The impacts of crushing, grinding, and sorting at early stages of beneficiation process produce airborne particulates
and deteriorate the air quality. At Abu Tartur mine area dust storms occur all year long, the reported values of total
suspended particulate are significantly greater than the 120 mgm-3 maximum concentrations permissible (Ahmed
2003). Radioactive Phosphatic dust can be precipitated at and around the mine areas in the form of wet precipitation
and/or dry deposition. The radioactive dust can be accumulated on surface soils, become bio-available by animals and
plants and enter the food chain. Radon gas produced from phosphate piles and tailings is of concern and can be
considered as a potential hazard (UNSCEAR 1993, IAEA 2004).

31. Human health Risk:
Adverse health impacts associated with phosphate mining are stemmed from the inhalation of
particulate emissions and the intake of heavy metals, metalloids, non-metals and their oxides, either
from the mining activates or from the application of the phosphatic fertilizers. Radiation hazards are also
of concern as the phosphates of the Abu Tartur mine are proved to have Naturally Occurring Radioactive
Materials (NORM) due to thorium and uranium decay series 232Th and 238U (Khater et al. 2001), and
are considered as a radiation health hazard (Makweba and Holm 1993, Abbady et al. 2005). Air
particulates emissions produced during processing and transportation of phosphate ore represent a
potential health hazard; they might cause respiratory problems at least to the miners (Khater et al. 2004).

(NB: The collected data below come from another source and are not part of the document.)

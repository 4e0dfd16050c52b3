//! Runtime configuration types for the node.
//!
//! These are the structs consumed by `ForceFilter`, `CalibrationController`
//! and `ForceNode`. They are separate from the TOML-deserialized config in
//! `loadnode_config`; see `conversions` for the bridge.

/// Filter configuration for signal conditioning.
#[derive(Debug, Clone, PartialEq)]
pub struct FilterCfg {
    /// Moving average window size in samples.
    pub window: usize,
    /// EMA weight on the newest sample. Range: (0.0, 1.0].
    pub alpha: f32,
    /// A raw sample further than this from the moving average is taken as a
    /// genuine step and bypasses smoothing.
    pub outlier_threshold: f32,
    /// Minimum change of the stable output before it is updated.
    pub deadband: f32,
}

impl Default for FilterCfg {
    fn default() -> Self {
        Self {
            window: 10,
            alpha: 0.94,
            outlier_threshold: 0.1,
            deadband: 0.100,
        }
    }
}

impl FilterCfg {
    pub fn validate(&self) -> Result<(), &'static str> {
        if self.window == 0 {
            return Err("filter.window must be >= 1");
        }
        if !(self.alpha > 0.0 && self.alpha <= 1.0) {
            return Err("filter.alpha must be in (0.0, 1.0]");
        }
        if !self.outlier_threshold.is_finite() || self.outlier_threshold < 0.0 {
            return Err("filter.outlier_threshold must be finite and >= 0");
        }
        if !self.deadband.is_finite() || self.deadband < 0.0 {
            return Err("filter.deadband must be finite and >= 0");
        }
        Ok(())
    }
}

/// Persisted calibration settings.
#[derive(Debug, Clone, PartialEq)]
pub struct CalibrationCfg {
    /// Factors with a magnitude below this are treated as unset.
    pub min_factor: f32,
}

impl Default for CalibrationCfg {
    fn default() -> Self {
        Self { min_factor: 1e-10 }
    }
}

/// Main loop pacing.
#[derive(Debug, Clone, PartialEq)]
pub struct LoopCfg {
    /// Pause between cycles in milliseconds.
    pub cadence_ms: u64,
}

impl Default for LoopCfg {
    fn default() -> Self {
        Self { cadence_ms: 12 }
    }
}

/// Timeouts and watchdogs.
#[derive(Debug, Clone, PartialEq)]
pub struct Timeouts {
    /// Max sensor wait per read (ms).
    pub sensor_ms: u64,
}

impl Default for Timeouts {
    fn default() -> Self {
        Self { sensor_ms: 500 }
    }
}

Mining of phosphate rocks and application of phosphatic fertilizers are major sources of heavy metals
that enter the environment (Pinsky 1988). Phosphate mine wastes can cause environmental hazards as
they contain significantly toxic elements, such as Th, U, REE, As, Cd, V, Sb, Zn, Cr, Ni, Cu, etc, depending
on the origin of the phosphate deposit, the mining method, and the beneficiation technology used.